Brałam wtedy udział w tzw. Rajdzie Ottona, czyli pieszej pielgrzymce jego śladem, gdy przyjechał na Zjazd Gnieźnieński. Przejść musieliśmy z Ostrowa Lednickiego, gdzie przed wiekami stała rezydencja Mieszka I i Bolesława Chrobrego do gnieźnieńskiej katedry. Wcześniej jednak mieliśmy trochę czasu, żeby zobaczyć okolicę – samą wyspę i stojące na terenie skansenu wiatraki. Wchodziliśmy niewielką grupą po wysokich schodach do wiatraka, opowiadając sobie jakieś dowcipy. Jakie – nie jestem sobie w stanie przypomnieć. Pewnie żaden nie był specjalnie drastyczny, grzeczne nastolatki ćwierć wieku temu nie były zwykłe szokować świata ani nawet siebie nawzajem. Ale jeden z dowcipów był o Żydach. Nie wiem, skąd się wtedy wzięła obok nas starsza, siwa pani. Powiedziała nam tylko: „Jestem Żydówką, byłam w obozie. Nie opowiadajcie więcej takich żartów”. I poszła dalej, pierwsza wchodząc do wnętrza wiatraka.

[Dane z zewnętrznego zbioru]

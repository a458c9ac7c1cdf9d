use kube::CustomResource;
use schemars::JsonSchema;
use serde::{Deserialize, Serialize};
use std::{fmt, str::FromStr};

mod ledger;

/// [`ConfigSpec`] is the configuration for the [`Config`] resource, the single
/// cluster-scoped object that requests installation of the pipelines engine,
/// the triggers add-on and the task catalogs. Only the object whose name matches
/// the operator's watched resource name (`cluster` by default) is honored.
#[derive(CustomResource, Serialize, Default, Deserialize, Debug, PartialEq, Clone, JsonSchema)]
#[kube(
    group = "operator.tekton.dev",
    version = "v1alpha1",
    kind = "Config",
    plural = "config",
    derive = "PartialEq",
    status = "ConfigStatus"
)]
#[kube(derive = "Default")]
#[kube(
    printcolumn = "{\"jsonPath\": \".spec.targetNamespace\", \"name\": \"NAMESPACE\", \"type\": \"string\" }"
)]
#[kube(
    printcolumn = "{\"jsonPath\": \".status.conditions[0].code\", \"name\": \"STATUS\", \"type\": \"string\" }"
)]
#[kube(
    printcolumn = "{\"jsonPath\": \".status.conditions[0].version\", \"name\": \"VERSION\", \"type\": \"string\" }"
)]
pub struct ConfigSpec {
    /// Namespace where the pipelines components will be installed.
    #[serde(rename = "targetNamespace")]
    pub target_namespace: String,

    /// Optional list of regular expressions. Namespaces matching any of
    /// them are skipped when provisioning the default service account.
    #[serde(rename = "namespaceExclusions")]
    pub namespace_exclusions: Option<Vec<String>>,
}

/// Status object for the [`Config`] resource.
#[derive(Deserialize, Serialize, Clone, Debug, Default, PartialEq, JsonSchema)]
pub struct ConfigStatus {
    /// Identifier of the operator installation that produced this status.
    /// A status written by an operator with a different identifier is
    /// considered stale and forces the installation to run again.
    #[serde(rename = "operatorUUID")]
    pub operator_uuid: Option<String>,

    /// Installation history sorted in reverse chronological order. The
    /// first entry is the current state of the installation.
    #[serde(default)]
    pub conditions: Vec<ConfigCondition>,
}

/// One observed outcome of an installation phase.
#[derive(Deserialize, Serialize, Clone, Debug, Default, PartialEq, JsonSchema)]
pub struct ConfigCondition {
    /// Outcome of the phase.
    pub code: InstallStatus,

    /// Additional details about the code. Only set for error codes.
    pub details: Option<String>,

    /// The target version this condition applies to.
    pub version: String,

    /// Release of the pipelines engine, as discovered from the
    /// controller deployment once it has been validated.
    #[serde(rename = "pipelineVersion")]
    pub pipeline_version: Option<String>,

    /// Release of the triggers add-on, as discovered from the
    /// controller deployment once it has been validated.
    #[serde(rename = "triggersVersion")]
    pub triggers_version: Option<String>,
}

/// The state of the installation recorded by a [`ConfigCondition`].
/// Each installation phase has a success code and an error code.
#[derive(Deserialize, Serialize, Clone, Copy, Debug, PartialEq, Eq, Hash, JsonSchema)]
pub enum InstallStatus {
    /// Nothing has been applied yet.
    #[serde(rename = "")]
    Empty,

    /// Applying the pipelines engine failed.
    #[serde(rename = "error-applying-pipeline")]
    PipelineApplyError,

    /// The pipelines engine manifests were applied.
    #[serde(rename = "applied-pipeline")]
    AppliedPipeline,

    /// Checking the pipelines engine rollout failed.
    #[serde(rename = "error-validating-pipeline")]
    PipelineValidateError,

    /// The pipelines engine deployments are available.
    #[serde(rename = "validated-pipeline")]
    ValidatedPipeline,

    /// Applying the triggers add-on failed.
    #[serde(rename = "error-applying-triggers")]
    TriggersError,

    /// The triggers add-on manifests were applied.
    #[serde(rename = "applied-triggers")]
    AppliedTriggers,

    /// Checking the triggers add-on rollout failed.
    #[serde(rename = "error-validating-triggers")]
    TriggersValidateError,

    /// The triggers add-on deployments are available.
    #[serde(rename = "validated-triggers")]
    ValidatedTriggers,

    /// Applying the task catalog add-ons failed.
    #[serde(rename = "error-applying-addons")]
    AddonsError,

    /// The task catalog add-ons were applied.
    #[serde(rename = "applied-addons")]
    AppliedAddons,

    /// Applying the externally sourced task catalog failed.
    #[serde(rename = "error-applying-community-resources")]
    CommunityResourcesError,

    /// Every component is installed for the recorded version.
    #[serde(rename = "installed")]
    Installed,

    /// The resource does not carry the name the operator honors.
    #[serde(rename = "invalid-resource")]
    InvalidResource,
}

impl Default for InstallStatus {
    fn default() -> Self {
        InstallStatus::Empty
    }
}

impl InstallStatus {
    /// Every code, in pipeline order.
    pub const ALL: [InstallStatus; 14] = [
        InstallStatus::Empty,
        InstallStatus::PipelineApplyError,
        InstallStatus::AppliedPipeline,
        InstallStatus::PipelineValidateError,
        InstallStatus::ValidatedPipeline,
        InstallStatus::TriggersError,
        InstallStatus::AppliedTriggers,
        InstallStatus::TriggersValidateError,
        InstallStatus::ValidatedTriggers,
        InstallStatus::AddonsError,
        InstallStatus::AppliedAddons,
        InstallStatus::CommunityResourcesError,
        InstallStatus::Installed,
        InstallStatus::InvalidResource,
    ];

    /// Wire representation of the code.
    pub fn as_str(&self) -> &'static str {
        match self {
            InstallStatus::Empty => "",
            InstallStatus::PipelineApplyError => "error-applying-pipeline",
            InstallStatus::AppliedPipeline => "applied-pipeline",
            InstallStatus::PipelineValidateError => "error-validating-pipeline",
            InstallStatus::ValidatedPipeline => "validated-pipeline",
            InstallStatus::TriggersError => "error-applying-triggers",
            InstallStatus::AppliedTriggers => "applied-triggers",
            InstallStatus::TriggersValidateError => "error-validating-triggers",
            InstallStatus::ValidatedTriggers => "validated-triggers",
            InstallStatus::AddonsError => "error-applying-addons",
            InstallStatus::AppliedAddons => "applied-addons",
            InstallStatus::CommunityResourcesError => "error-applying-community-resources",
            InstallStatus::Installed => "installed",
            InstallStatus::InvalidResource => "invalid-resource",
        }
    }

    /// Returns true for the codes that record a failure.
    pub fn is_error(&self) -> bool {
        matches!(
            self,
            InstallStatus::PipelineApplyError
                | InstallStatus::PipelineValidateError
                | InstallStatus::TriggersError
                | InstallStatus::TriggersValidateError
                | InstallStatus::AddonsError
                | InstallStatus::CommunityResourcesError
                | InstallStatus::InvalidResource
        )
    }
}

impl FromStr for InstallStatus {
    type Err = ();

    fn from_str(s: &str) -> Result<Self, Self::Err> {
        InstallStatus::ALL
            .iter()
            .find(|code| code.as_str() == s)
            .copied()
            .ok_or(())
    }
}

impl fmt::Display for InstallStatus {
    fn fmt(&self, f: &mut fmt::Formatter<'_>) -> fmt::Result {
        match self {
            InstallStatus::Empty => write!(f, "empty"),
            code => write!(f, "{}", code.as_str()),
        }
    }
}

Nie rozumiałam wtedy, dlaczego uznała ów żart za niestosowny. Słowo „Żyd” nie mogło znaczyć dla nas nic więcej niż „Polak, Rusek i Niemiec”. Nie mogło być użyte w żadnym innym, rasistowskim kontekście, bo takie konteksty nawet nie przychodziły nam do głowy. Zapamiętałam jednak tamtą staruszkę. Zapamiętałam, że choć nie rozumiałam, dlaczego ją to uraziło – to jednak uraziło, więc powinnam i taką wrażliwość uszanować. Nigdy więcej nie opowiedziałam żadnego żartu o Żydach.
Cieszę się, że mogłam właśnie teraz, kiedy zdarzają się odżywać w Polsce duchy antysemityzmu, rozmawiać o tym właśnie z abp. Muszyńskim: człowiekiem, który uczył nas dialogu zarówno z Żydami, jak i z protestanckimi Niemcami i prawosławnymi Rosjanami (s. 22). Cieszę się, że tak wyraźnie usłyszałam od niego, że większość naszych dzisiejszych wrogów jest fikcyjna, a tworzymy ich sobie, gdy przestajemy być wrażliwi na tych, którzy myślą inaczej. Musimy wziąć sobie bardzo do serca naukę, że jako Polacy, żyjąc na granicy tak różnych światów, mamy do spełnienia ważną misję. Misja ta nie może sprowadzać się do słowa „obrona”, ale co do istoty kojarzyć się ze słowem „dialog”. Ze wzajemnym uwzględnieniem swoich ran.